The BFA class was set-up for two semesters: one semester to figure out concepts and logistics, and one semester to execute the physical product of our creation, whatever it may be. The task was daunting throughout, with constant deadlines staring me in the face. The work moved along slowly and almost reluctantly, yet it was quite intense. Every attempt to move forward drained me physically and emotionally.
Looking back, I realize it paralleled the relationship I was in at that time. I was supposed to be married at the end of BFA semester one, and my original plan was to plow straight through the rest of school. I just wanted to be done! However, my fiance threw a huge (and might I add, selfish) fit. Too exhausted to battle it out, I raised my white flag and applied for deferment. BYU–Idaho granted his wish and approved my taking summer semester off and finishing up in the fall.
A few weeks later, the truth came out. Apparently, he'd been having little talks with my family members, especially my dad. He was mistakenly confident they would agree with his opinion that finishing school was a waste of my time. He revealed to them his scheme to marry me and whisk me away to Texas, in attempt to stop me from completing the degree I'd been working so hard for. So… everything he'd ever told me was a lie! Needless to say, that relationship ended pretty quick—one month before the wedding.
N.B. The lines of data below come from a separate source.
//! Catalog and holding types
//!
//! Authors, books and libraries are reference data for the rebalancer.
//! Holdings are the only records it mutates.

use chrono::NaiveDate;
use serde::{Deserialize, Serialize};
use std::fmt;

use crate::UNIT_MOVE;

pub type AuthorId = i64;
pub type BookId = i64;
pub type LibraryId = i64;

/// Book author
#[derive(Debug, Clone, PartialEq, Eq, Serialize, Deserialize)]
pub struct Author {
    pub id: AuthorId,
    pub full_name: String,
    #[serde(default)]
    pub birth_date: Option<NaiveDate>,
}

/// A catalogued title, owned by one author
#[derive(Debug, Clone, PartialEq, Eq, Serialize, Deserialize)]
pub struct Book {
    pub id: BookId,
    pub title: String,
    pub year: i32,
    pub author_id: AuthorId,
}

impl fmt::Display for Book {
    fn fmt(&self, f: &mut fmt::Formatter<'_>) -> fmt::Result {
        write!(f, "{} ({})", self.title, self.year)
    }
}

/// A library with a bounded number of copies (all books combined)
#[derive(Debug, Clone, PartialEq, Eq, Serialize, Deserialize)]
pub struct Library {
    pub id: LibraryId,
    pub name: String,
    pub capacity: i64,
}

/// Copies of one book held by one library
///
/// A zero quantity is a valid record and counts as "not covered",
/// exactly like an absent row.
#[derive(Debug, Clone, Copy, PartialEq, Eq, Serialize, Deserialize)]
pub struct Holding {
    pub library_id: LibraryId,
    pub book_id: BookId,
    pub quantity: i64,
}

impl Holding {
    /// Whether this holding gives its library coverage of the book
    pub fn covers(&self) -> bool {
        self.quantity > 0
    }
}

/// One holding of a known book, as loaded for planning
#[derive(Debug, Clone, Copy, PartialEq, Eq)]
pub struct HoldingRow {
    pub library_id: LibraryId,
    pub quantity: i64,
}

impl HoldingRow {
    pub fn new(library_id: LibraryId, quantity: i64) -> Self {
        Self {
            library_id,
            quantity,
        }
    }

    /// Copies this library can give away while keeping one
    pub fn spare(&self) -> i64 {
        (self.quantity - 1).max(0)
    }
}

/// Book attributes used to order candidates
#[derive(Debug, Clone, Copy, PartialEq, Eq)]
pub struct BookMeta {
    pub id: BookId,
    pub year: i32,
    pub author_id: AuthorId,
}

/// Capacity and current usage of a library
#[derive(Debug, Clone, Copy, PartialEq, Eq)]
pub struct LibraryUsage {
    pub id: LibraryId,
    pub capacity: i64,
    pub used: i64,
}

impl LibraryUsage {
    /// Remaining room; negative when the library is already over capacity
    pub fn free_capacity(&self) -> i64 {
        self.capacity - self.used
    }
}

/// Transfer of copies of one book from one library to another
#[derive(Debug, Clone, Copy, PartialEq, Eq, Hash, Serialize, Deserialize)]
pub struct Move {
    pub book_id: BookId,
    pub from_library_id: LibraryId,
    pub to_library_id: LibraryId,
    pub quantity: i64,
}

impl Move {
    /// A single-copy move
    pub fn unit(book_id: BookId, from_library_id: LibraryId, to_library_id: LibraryId) -> Self {
        Self {
            book_id,
            from_library_id,
            to_library_id,
            quantity: UNIT_MOVE,
        }
    }
}

impl fmt::Display for Move {
    fn fmt(&self, f: &mut fmt::Formatter<'_>) -> fmt::Result {
        write!(
            f,
            "book {}: {} -> {} (x{})",
            self.book_id, self.from_library_id, self.to_library_id, self.quantity
        )
    }
}

#[cfg(test)]
mod tests {
    use super::*;

    #[test]
    fn test_holding_row_spare_keeps_one_copy() {
        assert_eq!(HoldingRow::new(1, 5).spare(), 4);
        assert_eq!(HoldingRow::new(1, 1).spare(), 0);
        assert_eq!(HoldingRow::new(1, 0).spare(), 0);
    }

    #[test]
    fn test_free_capacity_can_be_negative() {
        let usage = LibraryUsage {
            id: 1,
            capacity: 3,
            used: 5,
        };
        assert_eq!(usage.free_capacity(), -2);
    }

    #[test]
    fn test_zero_quantity_holding_does_not_cover() {
        let holding = Holding {
            library_id: 1,
            book_id: 7,
            quantity: 0,
        };
        assert!(!holding.covers());
    }

    #[test]
    fn test_move_serializes_with_field_names() {
        let json = serde_json::to_value(Move::unit(7, 1, 2)).unwrap();
        assert_eq!(json["book_id"], 7);
        assert_eq!(json["from_library_id"], 1);
        assert_eq!(json["to_library_id"], 2);
        assert_eq!(json["quantity"], 1);
    }

    #[test]
    fn test_author_birth_date_is_optional() {
        let author: Author =
            serde_json::from_str(r#"{"id": 1, "full_name": "Ann Example"}"#).unwrap();
        assert_eq!(author.birth_date, None);
    }
}
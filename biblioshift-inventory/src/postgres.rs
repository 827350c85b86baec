//! PostgreSQL inventory store
//!
//! Catalog reads, coverage aggregates and the locked batch update, using SQLx.

use async_trait::async_trait;
use biblioshift_core::{
    Book, BookId, BookMeta, DeltaBatch, Holding, HoldingKey, HoldingRow, Library, LibraryId,
    LibraryUsage,
};
use futures::stream::{BoxStream, StreamExt, TryStreamExt};
use sqlx::postgres::{PgPool, PgPoolOptions};
use std::collections::HashMap;
use std::time::Duration;
use tracing::{debug, info, instrument};

use crate::error::{InventoryError, Result};
use crate::models::*;
use crate::seed::Catalog;
use crate::store::{CatalogStore, ImportSummary, InventoryStore};

/// Database configuration
#[derive(Debug, Clone)]
pub struct DbConfig {
    pub url: String,
    pub max_connections: u32,
    pub min_connections: u32,
    pub connect_timeout: Duration,
    pub idle_timeout: Duration,
    /// How long `apply_deltas` waits for row locks before giving up
    pub lock_timeout: Duration,
}

impl Default for DbConfig {
    fn default() -> Self {
        Self {
            url: "postgres://localhost/biblioshift".to_string(),
            max_connections: 10,
            min_connections: 1,
            connect_timeout: Duration::from_secs(5),
            idle_timeout: Duration::from_secs(300),
            lock_timeout: Duration::from_secs(5),
        }
    }
}

/// Books whose coverage is below the library count and that have copies at all
const UNDER_COVERED_BOOKS: &str = r#"
    SELECT book_id
    FROM holdings
    GROUP BY book_id
    HAVING COUNT(*) FILTER (WHERE quantity > 0) < $1
       AND SUM(quantity) > 0
    ORDER BY book_id
"#;

/// PostgreSQL database client
#[derive(Clone)]
pub struct Database {
    pool: PgPool,
    lock_timeout: Duration,
}

impl Database {
    /// Create a new database connection pool
    pub async fn new(config: DbConfig) -> Result<Self> {
        let pool = PgPoolOptions::new()
            .max_connections(config.max_connections)
            .min_connections(config.min_connections)
            .acquire_timeout(config.connect_timeout)
            .idle_timeout(config.idle_timeout)
            .connect(&config.url)
            .await?;

        info!("Connected to PostgreSQL database");
        Ok(Self {
            pool,
            lock_timeout: config.lock_timeout,
        })
    }

    /// Run migrations
    pub async fn migrate(&self) -> Result<()> {
        sqlx::migrate!("./migrations").run(&self.pool).await?;
        info!("Database migrations complete");
        Ok(())
    }

    /// Get the connection pool
    pub fn pool(&self) -> &PgPool {
        &self.pool
    }
}

#[async_trait]
impl InventoryStore for Database {
    async fn library_count(&self) -> Result<usize> {
        let count = sqlx::query_scalar::<_, i64>("SELECT COUNT(*) FROM libraries")
            .fetch_one(&self.pool)
            .await?;
        Ok(count as usize)
    }

    async fn library_ids(&self) -> Result<Vec<LibraryId>> {
        let ids = sqlx::query_scalar::<_, i64>("SELECT id FROM libraries ORDER BY id")
            .fetch_all(&self.pool)
            .await?;
        Ok(ids)
    }

    fn under_covered_books(&self, library_count: usize) -> BoxStream<'_, Result<BookId>> {
        sqlx::query_scalar::<_, i64>(UNDER_COVERED_BOOKS)
            .bind(library_count as i64)
            .fetch(&self.pool)
            .map_err(InventoryError::from)
            .boxed()
    }

    async fn book_holdings(&self, book_id: BookId) -> Result<Vec<HoldingRow>> {
        let rows = sqlx::query_as::<_, HoldingRecord>(
            "SELECT library_id, quantity FROM holdings WHERE book_id = $1 ORDER BY library_id",
        )
        .bind(book_id)
        .fetch_all(&self.pool)
        .await?;
        Ok(rows.into_iter().map(HoldingRow::from).collect())
    }

    #[instrument(skip(self))]
    async fn library_usage(&self) -> Result<Vec<LibraryUsage>> {
        let rows = sqlx::query_as::<_, LibraryUsageRecord>(
            r#"
            SELECT l.id, l.capacity, COALESCE(SUM(h.quantity), 0)::BIGINT AS used
            FROM libraries l
            LEFT JOIN holdings h ON h.library_id = l.id
            GROUP BY l.id, l.capacity
            ORDER BY l.id
            "#,
        )
        .fetch_all(&self.pool)
        .await?;
        Ok(rows.into_iter().map(LibraryUsage::from).collect())
    }

    async fn book_meta(&self, ids: &[BookId]) -> Result<Vec<BookMeta>> {
        let rows = sqlx::query_as::<_, BookMetaRecord>(
            "SELECT id, year, author_id FROM books WHERE id = ANY($1) ORDER BY id",
        )
        .bind(ids)
        .fetch_all(&self.pool)
        .await?;
        Ok(rows.into_iter().map(BookMeta::from).collect())
    }

    #[instrument(skip(self, batch), fields(rows = batch.touched_keys().len()))]
    async fn apply_deltas(&self, batch: &DeltaBatch) -> Result<()> {
        if batch.is_empty() {
            return Ok(());
        }

        let keys = batch.touched_keys();
        let (library_ids, book_ids): (Vec<i64>, Vec<i64>) =
            keys.iter().map(|k| (k.library_id, k.book_id)).unzip();

        let mut tx = self.pool.begin().await?;

        // SET LOCAL takes no bind parameters; the value is an integer
        sqlx::query(&format!(
            "SET LOCAL lock_timeout = '{}ms'",
            self.lock_timeout.as_millis()
        ))
        .execute(&mut *tx)
        .await?;

        // Lock the whole batch up front, in key order
        let locked = sqlx::query_as::<_, LockedHolding>(
            r#"
            SELECT h.library_id, h.book_id, h.quantity
            FROM holdings h
            JOIN UNNEST($1::BIGINT[], $2::BIGINT[]) AS k(library_id, book_id)
              ON h.library_id = k.library_id AND h.book_id = k.book_id
            ORDER BY h.library_id, h.book_id
            FOR UPDATE OF h
            "#,
        )
        .bind(&library_ids)
        .bind(&book_ids)
        .fetch_all(&mut *tx)
        .await
        .map_err(InventoryError::from_apply)?;

        let existing: HashMap<HoldingKey, i64> = locked
            .iter()
            .map(|r| (HoldingKey::new(r.library_id, r.book_id), r.quantity))
            .collect();

        debug!(locked = existing.len(), "Locked holding rows");

        for (key, quantity) in batch.decrements() {
            let current = existing.get(&key).copied().ok_or_else(|| {
                InventoryError::Conflict(format!(
                    "holding (library {}, book {}) does not exist",
                    key.library_id, key.book_id
                ))
            })?;
            if current + batch.net(&key) < 0 {
                return Err(InventoryError::Conflict(format!(
                    "holding (library {}, book {}) has {} copies, cannot remove {}",
                    key.library_id, key.book_id, current, quantity
                )));
            }
        }

        for (key, quantity) in batch.increments() {
            sqlx::query(
                r#"
                INSERT INTO holdings (library_id, book_id, quantity)
                VALUES ($1, $2, $3)
                ON CONFLICT (library_id, book_id)
                DO UPDATE SET quantity = holdings.quantity + EXCLUDED.quantity
                "#,
            )
            .bind(key.library_id)
            .bind(key.book_id)
            .bind(quantity)
            .execute(&mut *tx)
            .await
            .map_err(InventoryError::from_apply)?;
        }

        for (key, quantity) in batch.decrements() {
            let result = sqlx::query(
                "UPDATE holdings SET quantity = quantity - $3 WHERE library_id = $1 AND book_id = $2",
            )
            .bind(key.library_id)
            .bind(key.book_id)
            .bind(quantity)
            .execute(&mut *tx)
            .await
            .map_err(InventoryError::from_apply)?;

            if result.rows_affected() != 1 {
                return Err(InventoryError::Conflict(format!(
                    "holding (library {}, book {}) vanished during apply",
                    key.library_id, key.book_id
                )));
            }
        }

        tx.commit().await.map_err(InventoryError::from_apply)?;

        info!(
            rows = keys.len(),
            copies = batch.total_quantity(),
            "Applied holding deltas"
        );
        Ok(())
    }
}

#[async_trait]
impl CatalogStore for Database {
    #[instrument(skip(self, catalog))]
    async fn import_catalog(&self, catalog: &Catalog, flush: bool) -> Result<ImportSummary> {
        let mut summary = ImportSummary::default();
        let mut tx = self.pool.begin().await?;

        if flush {
            for table in ["holdings", "books", "authors", "libraries"] {
                sqlx::query(&format!("DELETE FROM {table}"))
                    .execute(&mut *tx)
                    .await?;
            }
            info!("Flushed catalog tables");
        }

        for author in &catalog.authors {
            let result = sqlx::query(
                "INSERT INTO authors (id, full_name, birth_date) VALUES ($1, $2, $3) ON CONFLICT DO NOTHING",
            )
            .bind(author.id)
            .bind(&author.full_name)
            .bind(author.birth_date)
            .execute(&mut *tx)
            .await?;
            summary.authors += result.rows_affected();
        }

        for book in &catalog.books {
            let result = sqlx::query(
                "INSERT INTO books (id, title, year, author_id) VALUES ($1, $2, $3, $4) ON CONFLICT DO NOTHING",
            )
            .bind(book.id)
            .bind(&book.title)
            .bind(book.year)
            .bind(book.author_id)
            .execute(&mut *tx)
            .await?;
            summary.books += result.rows_affected();
        }

        for library in &catalog.libraries {
            let result = sqlx::query(
                "INSERT INTO libraries (id, name, capacity) VALUES ($1, $2, $3) ON CONFLICT DO NOTHING",
            )
            .bind(library.id)
            .bind(&library.name)
            .bind(library.capacity)
            .execute(&mut *tx)
            .await?;
            summary.libraries += result.rows_affected();
        }

        tx.commit().await?;
        info!(summary = %summary.summary(), "Catalog imported");
        Ok(summary)
    }

    async fn insert_holdings(&self, holdings: &[Holding]) -> Result<u64> {
        if let Some(bad) = holdings.iter().find(|h| h.quantity < 0) {
            return Err(InventoryError::Invalid(format!(
                "negative quantity {} for library {}, book {}",
                bad.quantity, bad.library_id, bad.book_id
            )));
        }

        let mut inserted = 0;
        let mut tx = self.pool.begin().await?;
        for holding in holdings {
            let result = sqlx::query(
                r#"
                INSERT INTO holdings (library_id, book_id, quantity)
                VALUES ($1, $2, $3)
                ON CONFLICT (library_id, book_id) DO NOTHING
                "#,
            )
            .bind(holding.library_id)
            .bind(holding.book_id)
            .bind(holding.quantity)
            .execute(&mut *tx)
            .await?;
            inserted += result.rows_affected();
        }
        tx.commit().await?;

        debug!(inserted, requested = holdings.len(), "Inserted holdings");
        Ok(inserted)
    }

    async fn libraries(&self) -> Result<Vec<Library>> {
        let rows = sqlx::query_as::<_, LibraryRecord>(
            "SELECT id, name, capacity FROM libraries ORDER BY id",
        )
        .fetch_all(&self.pool)
        .await?;
        Ok(rows.into_iter().map(Library::from).collect())
    }

    async fn library(&self, id: LibraryId) -> Result<Option<Library>> {
        let row = sqlx::query_as::<_, LibraryRecord>(
            "SELECT id, name, capacity FROM libraries WHERE id = $1",
        )
        .bind(id)
        .fetch_optional(&self.pool)
        .await?;
        Ok(row.map(Library::from))
    }

    async fn book_ids(&self) -> Result<Vec<BookId>> {
        let ids = sqlx::query_scalar::<_, i64>("SELECT id FROM books ORDER BY id")
            .fetch_all(&self.pool)
            .await?;
        Ok(ids)
    }

    async fn books(&self, ids: &[BookId]) -> Result<Vec<Book>> {
        let rows = sqlx::query_as::<_, BookRecord>(
            "SELECT id, title, year, author_id FROM books WHERE id = ANY($1) ORDER BY id",
        )
        .bind(ids)
        .fetch_all(&self.pool)
        .await?;
        Ok(rows.into_iter().map(Book::from).collect())
    }

    #[instrument(skip(self, book_ids), fields(books = book_ids.len()))]
    async fn add_copies(
        &self,
        library_id: LibraryId,
        book_ids: &[BookId],
        copies: i64,
    ) -> Result<u64> {
        if copies < 0 {
            return Err(InventoryError::Invalid(format!(
                "cannot add {copies} copies"
            )));
        }

        let mut tx = self.pool.begin().await?;

        sqlx::query(
            r#"
            INSERT INTO holdings (library_id, book_id, quantity)
            SELECT $1, b, 0 FROM UNNEST($2::BIGINT[]) AS b
            ON CONFLICT (library_id, book_id) DO NOTHING
            "#,
        )
        .bind(library_id)
        .bind(book_ids)
        .execute(&mut *tx)
        .await?;

        let result = sqlx::query(
            "UPDATE holdings SET quantity = quantity + $3 WHERE library_id = $1 AND book_id = ANY($2)",
        )
        .bind(library_id)
        .bind(book_ids)
        .bind(copies)
        .execute(&mut *tx)
        .await?;

        tx.commit().await?;
        Ok(result.rows_affected())
    }
}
I was hurt and betrayed by someone I had loved and placed trust in. The hardest part, however, was losing my best friend (his sister). I haven't a clue what he told his family, but it must have been awful, because they attacked fiercely. I received several venomous emails from his family. Three were from her, my supposed best friend, who was now striking the lowest of blows. And she could, because she knew me better than most. And she knew what would hurt me the deepest. And wow! She did a terrific job…
I had to get away. Now I had an entire summer wide open, with nothing to keep my mind off of everything. It was all such a blur. The next thing I knew, I was living in the avenues in SLC with my Dad's cousin and his family, interning at Skogen group, and working for Chevron Credit Bank. I had an incredible view of the city, so at night I'd stay up late either reading books for distraction or writing in my journal, contemplating how to move forward.
Emotionally, things didn't start progressing until my cousin Ashley came home for the summer and we began running trails every morning. That's when I began to understand the true healing power of nature. The dirt, rocks, twigs and leaves provided excellent grounding. The mountains gave me unsurpassed strength to cope. The brilliant sun warmed my disconsolate heart. The sunflowers that lined the trails inspired me to always turn my head toward light and truth. The sky revealed endless possibilities as the clouds took shape. The creeks and rivers taught me to flow with life—in, over and around any obstacle.
The groundwork of my BFA project completed itself this way. As I ran, knowledge would stream into my mind. It would stay there, until I returned home and emptied my head into my sketchbook. Day after day. By the end of summer, I was ready to successfully proceed to phase 2 of my BFA.
If you are in the midst of a struggle, get yourself to nature. She will help you to overcome the things that now seem so unsurmountable. She will heal you, if you listen to her.